Supplied material Block Start
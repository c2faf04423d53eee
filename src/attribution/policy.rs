// App-timer attribution policies
//
// A marker's own timestamp-pair duration is credited to a shader's "app timer"
// only when a policy accepts the (shader, marker) pair. The engine already
// guarantees the marker has a positive own timer and that each pair is
// credited at most once; policies only decide eligibility.

use super::engine::FIXED_FUNCTION_SHADER;
use crate::config::AttributionConfig;
use crate::markers::MarkerInstance;

/// Decides whether a marker's own timer may be credited to a shader
pub trait AppTimerPolicy {
    fn attributes(&self, shader: &str, marker: &MarkerInstance) -> bool;
}

impl<F> AppTimerPolicy for F
where
    F: Fn(&str, &MarkerInstance) -> bool,
{
    fn attributes(&self, shader: &str, marker: &MarkerInstance) -> bool {
        self(shader, marker)
    }
}

/// Naming-convention policy used by the IBL precompute passes
///
/// Accepts when the shader name or the marker label carries one of the
/// configured markers, and the shader is a labelled program (contains
/// `shader_substring`) rather than the fixed-function sentinel.
#[derive(Debug, Clone, PartialEq, Eq)]
pub struct LabelConventionPolicy {
    shader_markers: Vec<String>,
    label_markers: Vec<String>,
    shader_substring: String,
}

impl LabelConventionPolicy {
    pub fn new(config: &AttributionConfig) -> Self {
        Self {
            shader_markers: config.shader_markers.clone(),
            label_markers: config.label_markers.clone(),
            shader_substring: config.shader_substring.clone(),
        }
    }
}

impl Default for LabelConventionPolicy {
    fn default() -> Self {
        Self::new(&AttributionConfig::default())
    }
}

impl AppTimerPolicy for LabelConventionPolicy {
    fn attributes(&self, shader: &str, marker: &MarkerInstance) -> bool {
        let tagged = self.shader_markers.iter().any(|m| shader.contains(m.as_str()))
            || self
                .label_markers
                .iter()
                .any(|m| marker.label.contains(m.as_str()));

        tagged && shader != FIXED_FUNCTION_SHADER && shader.contains(self.shader_substring.as_str())
    }
}

#[cfg(test)]
mod tests {
    use super::*;
    use crate::markers::MarkerTiming;

    fn region(label: &str) -> MarkerInstance {
        MarkerInstance::new(0, 0, 10, label, MarkerTiming::Measured(100))
    }

    #[test]
    fn test_label_marker_accepts_labelled_shader() {
        let policy = LabelConventionPolicy::default();
        assert!(policy.attributes("shaders/prefilter.frag", &region("IBL: Prefilter")));
    }

    #[test]
    fn test_shader_marker_accepts_any_region() {
        let policy = LabelConventionPolicy::default();
        assert!(policy.attributes("shaders/IBL/brdf.comp", &region("Frame")));
    }

    #[test]
    fn test_untagged_pair_rejected() {
        let policy = LabelConventionPolicy::default();
        assert!(!policy.attributes("shaders/pbr.frag", &region("Opaque Pass")));
    }

    #[test]
    fn test_unlabelled_program_rejected() {
        let policy = LabelConventionPolicy::default();
        assert!(!policy.attributes("17", &region("IBL: Irradiance")));
    }

    #[test]
    fn test_fixed_function_rejected() {
        let policy = LabelConventionPolicy {
            shader_markers: vec![],
            label_markers: vec!["IBL:".to_string()],
            shader_substring: String::new(),
        };
        assert!(!policy.attributes(FIXED_FUNCTION_SHADER, &region("IBL: Clear")));
        assert!(policy.attributes("anything", &region("IBL: Clear")));
    }

    #[test]
    fn test_closure_policy() {
        let policy = |shader: &str, _: &MarkerInstance| shader.ends_with(".comp");
        assert!(policy.attributes("shaders/x.comp", &region("any")));
        assert!(!policy.attributes("shaders/x.frag", &region("any")));
    }
}
// Marker instances: debug-group intervals enriched with timing and accumulators

use super::correlate::{correlate, SortedFetches};
use crate::call_log::{CallIndex, DebugGroupInterval};

/// Stable identity of a marker instance within one run
pub type MarkerId = usize;

/// Where a marker's duration comes from
#[derive(Debug, Clone, Copy, PartialEq, Eq)]
pub enum MarkerTiming {
    /// The group has its own timestamp pair (duration may be zero after clamping)
    Measured(u64),
    /// No own timer; sum of the direct timed children (always positive)
    Summed(u64),
    /// No own timer and nothing to sum
    Unmeasured,
}

impl MarkerTiming {
    pub fn duration_ns(self) -> u64 {
        match self {
            MarkerTiming::Measured(ns) | MarkerTiming::Summed(ns) => ns,
            MarkerTiming::Unmeasured => 0,
        }
    }
}

/// One occurrence of a debug group in the trace
#[derive(Debug, Clone, PartialEq, Eq)]
pub struct MarkerInstance {
    pub id: MarkerId,
    pub start: CallIndex,
    pub end: CallIndex,
    pub label: String,
    pub timing: MarkerTiming,
    /// Profiled calls attributed to this instance
    pub calls: u64,
    /// Sum of driver-reported GPU time for those calls (ns)
    pub gpu_time: u64,
}

impl MarkerInstance {
    pub fn new(
        id: MarkerId,
        start: CallIndex,
        end: CallIndex,
        label: impl Into<String>,
        timing: MarkerTiming,
    ) -> Self {
        Self {
            id,
            start,
            end,
            label: label.into(),
            timing,
            calls: 0,
            gpu_time: 0,
        }
    }

    pub fn range(&self) -> u64 {
        self.end.saturating_sub(self.start)
    }

    pub fn duration_ns(&self) -> u64 {
        self.timing.duration_ns()
    }

    pub fn has_own_timer(&self) -> bool {
        matches!(self.timing, MarkerTiming::Measured(_))
    }

    pub fn is_sum(&self) -> bool {
        matches!(self.timing, MarkerTiming::Summed(_))
    }

    /// Inclusive containment of a call index
    pub fn contains_call(&self, call: CallIndex) -> bool {
        self.start <= call && call <= self.end
    }

    /// `other` lies strictly inside `self` (both bounds strict)
    pub fn strictly_contains(&self, other: &MarkerInstance) -> bool {
        self.start < other.start && other.end < self.end
    }
}

/// Materialise marker instances in interval encounter order
///
/// Ids are assigned sequentially from zero. Accumulators start at zero.
pub fn build_instances(
    intervals: &[DebugGroupInterval],
    fetches: &SortedFetches,
    window: u64,
) -> Vec<MarkerInstance> {
    intervals
        .iter()
        .enumerate()
        .map(|(id, interval)| {
            let correlation = correlate(interval.start, interval.end, fetches, window);
            let timing = if correlation.valid {
                MarkerTiming::Measured(correlation.duration_ns)
            } else {
                tracing::trace!(
                    label = %interval.label,
                    start = interval.start,
                    end = interval.end,
                    "no timestamp pair after debug group"
                );
                MarkerTiming::Unmeasured
            };
            MarkerInstance::new(id, interval.start, interval.end, &interval.label, timing)
        })
        .collect()
}
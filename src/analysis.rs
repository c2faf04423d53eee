//! Analysis run context
//!
//! A [`TraceAnalysis`] owns all state for one run: the label table, the marker
//! instances and the per-shader statistics. Construction performs the call-log
//! pass (parse, correlate, build, reconstruct sums); attribution then streams
//! one or more profiling passes into it.
//!
//! # Example
//!
//! ```
//! use glscope::analysis::TraceAnalysis;
//! use glscope::config::AnalysisConfig;
//!
//! let dump = [
//!     r#"10 glObjectLabel(identifier = GL_PROGRAM, name = 1, length = -1, label = "shaders/test.glsl")"#,
//!     r#"20 glPushDebugGroup(source = GL_DEBUG_SOURCE_APPLICATION, id = 0, length = -1, message = "Group")"#,
//!     "30 glPopDebugGroup()",
//!     "31 glGetQueryObjectui64v(id = 1, pname = GL_QUERY_RESULT, params = &1000)",
//!     "32 glGetQueryObjectui64v(id = 2, pname = GL_QUERY_RESULT, params = &2000)",
//! ];
//! let mut analysis = TraceAnalysis::from_lines(dump, AnalysisConfig::default());
//! analysis.attribute_lines(["# no program gpu_dura", "call 25 1 5000"]).unwrap();
//!
//! let report = analysis.report(None);
//! assert_eq!(report.shaders[0].name, "shaders/test.glsl");
//! assert_eq!(report.markers[0].timer_ns, 1000);
//! ```

use crate::attribution::{
    AppTimerPolicy, AttributionEngine, LabelConventionPolicy, ProfileHeader, RowCounts,
    ShaderStats,
};
use crate::call_log::{lossy_lines, parse_call_log, read_call_log, CallLog, ProgramLabels};
use crate::config::AnalysisConfig;
use crate::error::{AnalysisError, Result};
use crate::markers::{build_instances, reconstruct_sums, MarkerInstance, SortedFetches};
use crate::report::{normalize_frame_count, AnalysisReport, RunSummary};
use std::io::{self, BufRead};

/// State for one analysis run
#[derive(Debug, Clone)]
pub struct TraceAnalysis {
    config: AnalysisConfig,
    labels: ProgramLabels,
    markers: Vec<MarkerInstance>,
    shaders: ShaderStats,
    fetch_count: usize,
    unmatched_pops: usize,
    unclosed_pushes: usize,
    rows: RowCounts,
}

impl TraceAnalysis {
    /// Build marker instances from a parsed call log
    pub fn from_call_log(log: CallLog, config: AnalysisConfig) -> Self {
        let fetches = SortedFetches::new(log.fetches);
        let mut markers = build_instances(&log.intervals, &fetches, config.timer_window);
        reconstruct_sums(&mut markers);

        tracing::info!(
            shader_labels = log.labels.len(),
            debug_groups = markers.len(),
            timestamp_fetches = fetches.len(),
            "call log analysed"
        );

        Self {
            config,
            labels: log.labels,
            markers,
            shaders: ShaderStats::new(),
            fetch_count: fetches.len(),
            unmatched_pops: log.unmatched_pops,
            unclosed_pushes: log.unclosed_pushes,
            rows: RowCounts::default(),
        }
    }

    /// Run the call-log pass over in-memory lines
    pub fn from_lines<I, S>(lines: I, config: AnalysisConfig) -> Self
    where
        I: IntoIterator<Item = S>,
        S: AsRef<str>,
    {
        Self::from_call_log(parse_call_log(lines), config)
    }

    /// Run the call-log pass over a reader, consuming it line by line
    pub fn from_reader<R: BufRead>(reader: R, config: AnalysisConfig) -> Result<Self> {
        Ok(Self::from_call_log(read_call_log(reader)?, config))
    }

    /// Attribute an in-memory profiling stream with the configured policy
    pub fn attribute_lines<I, S>(&mut self, lines: I) -> Result<()>
    where
        I: IntoIterator<Item = S>,
        S: AsRef<str>,
    {
        let policy = LabelConventionPolicy::new(&self.config.attribution);
        self.attribute_with_policy(lines.into_iter().map(Ok), policy)
    }

    /// Attribute a profiling stream read line by line
    pub fn attribute_reader<R: BufRead>(&mut self, reader: R) -> Result<()> {
        let policy = LabelConventionPolicy::new(&self.config.attribution);
        self.attribute_with_policy(lossy_lines(reader), policy)
    }

    /// Attribute a profiling stream with an explicit app-timer policy
    ///
    /// Lines before the `#` header are skipped. A stream without a header, or
    /// a header missing a required column, is an error.
    pub fn attribute_with_policy<I, S, P>(&mut self, lines: I, policy: P) -> Result<()>
    where
        I: IntoIterator<Item = io::Result<S>>,
        S: AsRef<str>,
        P: AppTimerPolicy,
    {
        let mut lines = lines.into_iter();

        let header = loop {
            match lines.next() {
                Some(line) => {
                    let line = line?;
                    if ProfileHeader::is_header_line(line.as_ref()) {
                        break ProfileHeader::parse(line.as_ref(), &self.config.columns)?;
                    }
                }
                None => return Err(AnalysisError::MissingHeader),
            }
        };
        tracing::debug!(columns = header.width(), "profiling header found");

        let mut engine =
            AttributionEngine::new(&self.labels, &mut self.markers, &mut self.shaders, policy);
        for line in lines {
            engine.observe_line(&header, line?.as_ref());
        }
        let rows = engine.finish();

        self.rows.attributed += rows.attributed;
        self.rows.skipped += rows.skipped;
        Ok(())
    }

    pub fn config(&self) -> &AnalysisConfig {
        &self.config
    }

    pub fn labels(&self) -> &ProgramLabels {
        &self.labels
    }

    pub fn markers(&self) -> &[MarkerInstance] {
        &self.markers
    }

    pub fn shader_stats(&self) -> &ShaderStats {
        &self.shaders
    }

    pub fn summary(&self) -> RunSummary {
        RunSummary {
            shader_labels: self.labels.len(),
            marker_instances: self.markers.len(),
            timestamp_fetches: self.fetch_count,
            unmatched_pops: self.unmatched_pops,
            unclosed_pushes: self.unclosed_pushes,
            rows_attributed: self.rows.attributed,
            rows_skipped: self.rows.skipped,
        }
    }

    /// Sorted per-shader and per-instance reports
    pub fn report(&self, frames: Option<i64>) -> AnalysisReport {
        AnalysisReport::new(
            &self.shaders,
            &self.markers,
            self.summary(),
            normalize_frame_count(frames),
        )
    }
}
// Interval location: narrowest marker containing a call

use super::instance::MarkerInstance;
use crate::call_log::CallIndex;

/// Position of the narrowest instance containing `call`
///
/// Containment is inclusive at both ends. Among equal ranges the first
/// instance in slice order wins.
pub fn locate_index(call: CallIndex, instances: &[MarkerInstance]) -> Option<usize> {
    let mut best: Option<(usize, u64)> = None;

    for (i, marker) in instances.iter().enumerate() {
        if !marker.contains_call(call) {
            continue;
        }
        let range = marker.range();
        match best {
            Some((_, best_range)) if best_range <= range => {}
            _ => best = Some((i, range)),
        }
    }

    best.map(|(i, _)| i)
}

/// Narrowest instance containing `call`, if any
pub fn locate(call: CallIndex, instances: &[MarkerInstance]) -> Option<&MarkerInstance> {
    locate_index(call, instances).map(|i| &instances[i])
}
Supplied material Block End
• The task
A single number is the whole answer here: the number of lines in the data containing "RunSummary".

• Answer
3